◆ **Problem to work on**: Pull out each line of the data that includes the word "RegisterAgentRequest".
╭──
//! The broadcast hub.

use std::collections::HashMap;
use std::sync::Arc;

use serde_json::Value;
use tokio::sync::{watch, Mutex};
use tracing::{debug, error, warn};
use uuid::Uuid;

use inkcast_core::{Event, EventLog, InkcastError, Result};

/// Identifier assigned to a subscriber on connect.
pub type SubscriberId = String;

/// Latest-frame slot of a subscriber. Frames are pre-serialised JSON text;
/// a frame the subscriber has not read yet is replaced by the next one.
pub type SubscriberTx = watch::Sender<Arc<str>>;

/// Reading half of a subscriber slot.
pub type SubscriberRx = watch::Receiver<Arc<str>>;

/// Create a subscriber slot. The initial value is marked as seen, so the
/// reader only wakes for frames the hub sends.
pub fn subscriber_channel() -> (SubscriberTx, SubscriberRx) {
    watch::channel(Arc::from(""))
}

/// Owns the event log and the subscriber set.
///
/// Log mutation and fan-out share one critical section, so every subscriber
/// observes log states in the order the hub produced them. A slow subscriber
/// skips intermediate states instead of buffering them.
pub struct Hub {
    inner: Mutex<HubInner>,
}

#[derive(Default)]
struct HubInner {
    log: EventLog,
    subscribers: HashMap<SubscriberId, SubscriberTx>,
}

impl Default for Hub {
    fn default() -> Self {
        Self::new()
    }
}

impl Hub {
    pub fn new() -> Self {
        Self {
            inner: Mutex::new(HubInner::default()),
        }
    }

    /// Register a subscriber and replay the current log to it if non-empty.
    pub async fn on_connect(&self, tx: SubscriberTx) -> SubscriberId {
        let id = Uuid::new_v4().to_string();
        let mut inner = self.inner.lock().await;

        if !inner.log.is_empty() {
            let frame = match inner.log.to_wire() {
                Ok(frame) => frame,
                Err(e) => {
                    error!(conn_id = %id, %e, "Failed to serialize replay");
                    inner.subscribers.insert(id.clone(), tx);
                    return id;
                }
            };
            if tx.send(Arc::from(frame)).is_err() {
                debug!(conn_id = %id, "Subscriber closed before replay");
                return id;
            }
            debug!(conn_id = %id, records = inner.log.len(), "Replayed log");
        }

        inner.subscribers.insert(id.clone(), tx);
        debug!(conn_id = %id, subscribers = inner.subscribers.len(), "Subscriber registered");
        id
    }

    /// Handle raw message text from a subscriber.
    ///
    /// Malformed input leaves the log untouched and is returned as
    /// [`InkcastError::MalformedEvent`]; the caller keeps the connection open.
    pub async fn on_message(&self, id: &str, raw: &str) -> Result<()> {
        let event = match Event::parse(raw) {
            Ok(event) => event,
            Err(e) => {
                warn!(conn_id = %id, %e, "Dropping malformed event");
                #[cfg(feature = "metrics")]
                crate::metrics::record_malformed();
                return Err(e);
            }
        };
        debug!(conn_id = %id, kind = event.kind(), "Event received");
        self.publish(event).await;
        Ok(())
    }

    /// Remove a subscriber. Unknown ids are ignored.
    pub async fn on_disconnect(&self, id: &str) {
        let mut inner = self.inner.lock().await;
        if inner.subscribers.remove(id).is_some() {
            debug!(conn_id = %id, subscribers = inner.subscribers.len(), "Subscriber removed");
        }
    }

    /// Apply an event to the log and broadcast the result.
    /// Returns the number of subscribers the new log was delivered to.
    pub async fn publish(&self, event: Event) -> usize {
        #[cfg(feature = "metrics")]
        crate::metrics::record_event(event.kind());

        let mut inner = self.inner.lock().await;
        inner.log.apply(event);
        inner.broadcast()
    }

    /// Copy of the current log.
    pub async fn snapshot(&self) -> Vec<Value> {
        self.inner.lock().await.log.records().to_vec()
    }

    pub async fn log_len(&self) -> usize {
        self.inner.lock().await.log.len()
    }

    pub async fn subscriber_count(&self) -> usize {
        self.inner.lock().await.subscribers.len()
    }
}

impl HubInner {
    /// Hand the full log to every subscriber, pruning closed slots.
    fn broadcast(&mut self) -> usize {
        let frame: Arc<str> = match self.log.to_wire() {
            Ok(frame) => Arc::from(frame),
            Err(e) => {
                error!(%e, "Failed to serialize event log");
                return 0;
            }
        };

        self.subscribers.retain(|id, tx| match tx.send(frame.clone()) {
            Ok(()) => true,
            Err(_) => {
                let e = InkcastError::TransportSend(format!("slot for {id} is closed"));
                debug!(conn_id = %id, %e, "Pruning subscriber");
                false
            }
        });

        let sent = self.subscribers.len();
        debug!(sent, records = self.log.len(), "Broadcast log");
        #[cfg(feature = "metrics")]
        crate::metrics::record_broadcast(sent, self.log.len());
        sent
    }
}
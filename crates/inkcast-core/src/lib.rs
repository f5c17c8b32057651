//! Core types for Inkcast: the event model, the shared event log, config,
//! and errors.

pub mod config;
pub mod error;
pub mod event;
pub mod log;

pub use error::{InkcastError, Result};
pub use event::Event;
pub use log::EventLog;
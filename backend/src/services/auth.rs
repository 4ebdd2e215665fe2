//! Bearer Token Authentication
//!
//! HS256 JWTs carrying a subject and a role list. Write endpoints take an
//! `AuthenticatedCaller`, which rejects the request before the handler runs
//! when the token is missing or invalid.

use std::future::{ready, Ready};

use actix_web::{dev::Payload, web, FromRequest, HttpRequest};
use chrono::{Duration, Utc};
use jsonwebtoken::errors::ErrorKind;
use jsonwebtoken::{decode, encode, Algorithm, DecodingKey, EncodingKey, Header, Validation};
use serde::{Deserialize, Serialize};
use thiserror::Error;
use tracing::debug;

use crate::error::AppError;
use crate::AppState;

/// Role allowed to adjust reputation scores
pub const ORACLE_ROLE: &str = "oracle";

/// Shortest accepted HS256 secret, in bytes
pub const MIN_SECRET_LENGTH: usize = 32;

#[derive(Debug, Error)]
pub enum AuthError {
    #[error("Missing bearer token")]
    MissingToken,

    #[error("Authorization header must be 'Bearer <token>'")]
    InvalidTokenFormat,

    #[error("Token expired")]
    TokenExpired,

    #[error("Token validation failed: {0}")]
    ValidationFailed(String),

    #[error("Missing required role: {0}")]
    MissingRole(&'static str),

    #[error("JWT secret must be at least {min} bytes, got {actual}")]
    SecretTooShort { min: usize, actual: usize },
}

/// Claims carried by a bearer token
#[derive(Debug, Clone, PartialEq, Eq, Serialize, Deserialize)]
pub struct AuthClaims {
    pub sub: String,
    /// Expiration (Unix seconds)
    pub exp: u64,
    /// Issued at (Unix seconds)
    pub iat: u64,
    #[serde(default)]
    pub roles: Vec<String>,
}

impl AuthClaims {
    /// Claims issued now and valid for `ttl`
    pub fn new(sub: impl Into<String>, roles: &[&str], ttl: Duration) -> Self {
        let now = Utc::now();
        Self {
            sub: sub.into(),
            iat: now.timestamp().max(0) as u64,
            exp: (now + ttl).timestamp().max(0) as u64,
            roles: roles.iter().map(|r| r.to_string()).collect(),
        }
    }

    pub fn has_role(&self, role: &str) -> bool {
        self.roles.iter().any(|r| r == role)
    }

    pub fn require_role(&self, role: &'static str) -> Result<(), AuthError> {
        if self.has_role(role) {
            Ok(())
        } else {
            Err(AuthError::MissingRole(role))
        }
    }
}

/// Validates HS256 bearer tokens
#[derive(Clone)]
pub struct JwtVerifier {
    key: DecodingKey,
    validation: Validation,
}

impl std::fmt::Debug for JwtVerifier {
    fn fmt(&self, f: &mut std::fmt::Formatter<'_>) -> std::fmt::Result {
        f.debug_struct("JwtVerifier").finish_non_exhaustive()
    }
}

impl JwtVerifier {
    pub fn new(secret: &str) -> Result<Self, AuthError> {
        check_secret(secret)?;
        Ok(Self {
            key: DecodingKey::from_secret(secret.as_bytes()),
            validation: Validation::new(Algorithm::HS256),
        })
    }

    pub fn verify(&self, token: &str) -> Result<AuthClaims, AuthError> {
        decode::<AuthClaims>(token, &self.key, &self.validation)
            .map(|data| data.claims)
            .map_err(|e| match e.kind() {
                ErrorKind::ExpiredSignature => AuthError::TokenExpired,
                _ => AuthError::ValidationFailed(e.to_string()),
            })
    }

    /// Verify the `Authorization` header of a request
    pub fn verify_request(&self, req: &HttpRequest) -> Result<AuthClaims, AuthError> {
        let token = extract_bearer_token(req)?;
        self.verify(token)
    }
}

/// Sign claims with an HS256 secret
pub fn issue_token(secret: &str, claims: &AuthClaims) -> Result<String, AuthError> {
    check_secret(secret)?;
    encode(
        &Header::new(Algorithm::HS256),
        claims,
        &EncodingKey::from_secret(secret.as_bytes()),
    )
    .map_err(|e| AuthError::ValidationFailed(e.to_string()))
}

fn check_secret(secret: &str) -> Result<(), AuthError> {
    if secret.len() < MIN_SECRET_LENGTH {
        return Err(AuthError::SecretTooShort {
            min: MIN_SECRET_LENGTH,
            actual: secret.len(),
        });
    }
    Ok(())
}

/// Expected format: "Bearer <token>", scheme case-insensitive
fn extract_bearer_token(req: &HttpRequest) -> Result<&str, AuthError> {
    let header = req
        .headers()
        .get(actix_web::http::header::AUTHORIZATION)
        .ok_or(AuthError::MissingToken)?;
    let value = header.to_str().map_err(|_| AuthError::InvalidTokenFormat)?;

    match value.split_once(' ') {
        Some((scheme, token)) if scheme.eq_ignore_ascii_case("Bearer") && !token.trim().is_empty() => {
            Ok(token.trim())
        }
        _ => Err(AuthError::InvalidTokenFormat),
    }
}

/// Verified claims of the caller, extracted from the `Authorization` header
///
/// ```rust,ignore
/// pub async fn handler(caller: AuthenticatedCaller) -> Result<HttpResponse, AppError> {
///     let subject = caller.subject();
/// }
/// ```
#[derive(Debug, Clone)]
pub struct AuthenticatedCaller(pub AuthClaims);

impl AuthenticatedCaller {
    pub fn claims(&self) -> &AuthClaims {
        &self.0
    }

    pub fn subject(&self) -> &str {
        &self.0.sub
    }
}

impl FromRequest for AuthenticatedCaller {
    type Error = AppError;
    type Future = Ready<Result<Self, Self::Error>>;

    fn from_request(req: &HttpRequest, _payload: &mut Payload) -> Self::Future {
        let Some(state) = req.app_data::<web::Data<AppState>>() else {
            tracing::error!("AppState not configured in app data");
            return ready(Err(AppError::Internal(
                "Authentication service not configured".to_string(),
            )));
        };

        let result = state.auth.verify_request(req).map(AuthenticatedCaller);
        if let Err(e) = &result {
            debug!(error = %e, path = req.path(), "Rejected bearer token");
        }
        ready(result.map_err(AppError::from))
    }
}
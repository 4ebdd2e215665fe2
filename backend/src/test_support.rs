//! Shared fixtures for unit and HTTP tests

use std::sync::Arc;

use chrono::{Duration, Utc};

use crate::config::Config;
use crate::models::{AgentId, AgentMetadata, NewAgent, WalletAddress};
use crate::services::{
    issue_token, AgentCache, AgentLedger, AgentStore, AuthClaims, InMemoryAgentStore,
    ORACLE_ROLE,
};
use crate::AppState;

pub const TEST_JWT_SECRET: &str = "test-secret-for-hs256-tokens-0123456789";

pub fn agent_id(n: u8) -> AgentId {
    AgentId::from_bytes([n; 32])
}

pub fn metadata(name: &str, skills: &[&str]) -> AgentMetadata {
    AgentMetadata {
        name: Some(name.to_string()),
        skills: skills.iter().map(|s| s.to_string()).collect(),
        ..Default::default()
    }
}

/// Insert agent `n` with the given score and skills
pub async fn seed_agent(store: &dyn AgentStore, n: u8, score: i32, skills: &[&str]) -> AgentId {
    let id = agent_id(n);
    store
        .insert_agent(
            &NewAgent::new(
                id,
                WalletAddress::from_bytes([n; 20]),
                metadata(&format!("agent-{n}"), skills),
            ),
            Utc::now(),
        )
        .await
        .expect("seed agent");

    if score != 0 {
        let mut unit = store
            .begin_reputation_unit(&id)
            .await
            .expect("begin unit")
            .expect("seeded agent exists");
        unit.write_score(score).await.expect("write score");
        unit.commit().await.expect("commit");
    }
    id
}

pub fn test_config() -> Config {
    Config {
        database_url: "postgres://unused".to_string(),
        database_max_connections: 1,
        host: "127.0.0.1".to_string(),
        port: 0,
        redis_url: None,
        agent_cache_ttl_secs: 300,
        rpc_url: None,
        contract_address: None,
        ledger_timeout_secs: 1,
        jwt_secret: TEST_JWT_SECRET.to_string(),
        require_oracle_role: true,
        rate_limit_max_requests: 1_000,
        rate_limit_window_secs: 60,
    }
}

pub fn test_state(
    config: Config,
    store: Arc<InMemoryAgentStore>,
    cache: Option<Arc<dyn AgentCache>>,
    ledger: Option<Arc<dyn AgentLedger>>,
) -> AppState {
    AppState::new(config, store, cache, ledger).expect("test state")
}

pub fn token_with_roles(sub: &str, roles: &[&str]) -> String {
    issue_token(TEST_JWT_SECRET, &AuthClaims::new(sub, roles, Duration::hours(1)))
        .expect("issue token")
}

pub fn oracle_token() -> String {
    token_with_roles("oracle-service", &[ORACLE_ROLE])
}

pub fn caller_token() -> String {
    token_with_roles("agent-operator", &[])
}

pub fn bearer(token: &str) -> (&'static str, String) {
    ("Authorization", format!("Bearer {token}"))
}
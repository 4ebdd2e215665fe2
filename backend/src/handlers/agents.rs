use actix_web::{web, HttpResponse};
use chrono::Utc;

use super::{parse_agent_id, ApiResponse};
use crate::error::AppError;
use crate::models::{
    ListAgentsQuery, RegisterAgentRequest, ReputationHistoryResponse, VerificationHistoryResponse,
};
use crate::services::{
    AuthenticatedCaller, DirectoryError, RegistrationError, ReputationError, VerificationError,
};
use crate::AppState;

fn directory_error(e: DirectoryError) -> AppError {
    match e {
        DirectoryError::NotFound(id) => AppError::NotFound(format!("Agent not found: {id}")),
        DirectoryError::Store(e) => e.into(),
    }
}

/// GET /agents/{agentId}
///
/// Local profile when indexed, otherwise the on-chain record.
pub async fn get_agent(
    state: web::Data<AppState>,
    path: web::Path<String>,
) -> Result<HttpResponse, AppError> {
    let agent_id = parse_agent_id(&path)?;

    let lookup = state
        .directory()
        .get_agent(&agent_id)
        .await
        .map_err(directory_error)?;

    Ok(HttpResponse::Ok().json(ApiResponse::new(lookup)))
}

/// GET /agents
pub async fn list_agents(
    state: web::Data<AppState>,
    query: web::Query<ListAgentsQuery>,
) -> Result<HttpResponse, AppError> {
    let (filter, page) = query.into_inner().into_filter().map_err(AppError::Validation)?;

    let agents = state
        .directory()
        .list_agents(&filter, page, Utc::now())
        .await
        .map_err(directory_error)?;

    Ok(HttpResponse::Ok().json(ApiResponse::new(agents)))
}

/// POST /agents
///
/// Records a registration intent. The agent only appears in the directory
/// once its on-chain registration is indexed.
pub async fn register_agent(
    state: web::Data<AppState>,
    caller: AuthenticatedCaller,
    body: web::Json<RegisterAgentRequest>,
) -> Result<HttpResponse, AppError> {
    let receipt = state
        .registrations()
        .submit(body.into_inner(), caller.subject())
        .await
        .map_err(|e| match e {
            RegistrationError::InvalidMetadata(msg) => AppError::Validation(msg),
            RegistrationError::Conflict(msg) => AppError::Conflict(msg),
            RegistrationError::Store(e) => e.into(),
        })?;

    Ok(HttpResponse::Created().json(ApiResponse::new(receipt)))
}

/// GET /agents/{agentId}/reputation
///
/// Reputation history, newest first.
pub async fn get_agent_reputation(
    state: web::Data<AppState>,
    path: web::Path<String>,
) -> Result<HttpResponse, AppError> {
    let agent_id = parse_agent_id(&path)?;

    let history = state
        .reputation()
        .history(&agent_id)
        .await
        .map_err(|e| match e {
            ReputationError::AgentNotFound(id) => {
                AppError::NotFound(format!("Agent not found: {id}"))
            }
            ReputationError::Store(e) => e.into(),
        })?;

    Ok(HttpResponse::Ok().json(ApiResponse::new(ReputationHistoryResponse {
        agent_id,
        history,
    })))
}

/// GET /agents/{agentId}/verifications
pub async fn get_agent_verifications(
    state: web::Data<AppState>,
    path: web::Path<String>,
) -> Result<HttpResponse, AppError> {
    let agent_id = parse_agent_id(&path)?;

    let verifications = state
        .verifications()
        .history(&agent_id)
        .await
        .map_err(|e| match e {
            VerificationError::AgentNotFound(id) => {
                AppError::NotFound(format!("Agent not found: {id}"))
            }
            VerificationError::InvalidResult(msg) => AppError::Validation(msg),
            VerificationError::Store(e) => e.into(),
        })?;

    Ok(HttpResponse::Ok().json(ApiResponse::new(VerificationHistoryResponse {
        agent_id,
        verifications,
    })))
}

/// Configure agent routes
pub fn configure_agent_routes(cfg: &mut web::ServiceConfig) {
    cfg.service(
        web::scope("/agents")
            .route("", web::get().to(list_agents))
            .route("", web::post().to(register_agent))
            .route("/{agentId}", web::get().to(get_agent))
            .route("/{agentId}/reputation", web::get().to(get_agent_reputation))
            .route("/{agentId}/verifications", web::get().to(get_agent_verifications)),
    );
}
╰──
◆ **Answer space**:
    ListAgentsQuery, RegisterAgentRequest, ReputationHistoryResponse, VerificationHistoryResponse,
    body: web::Json<RegisterAgentRequest>,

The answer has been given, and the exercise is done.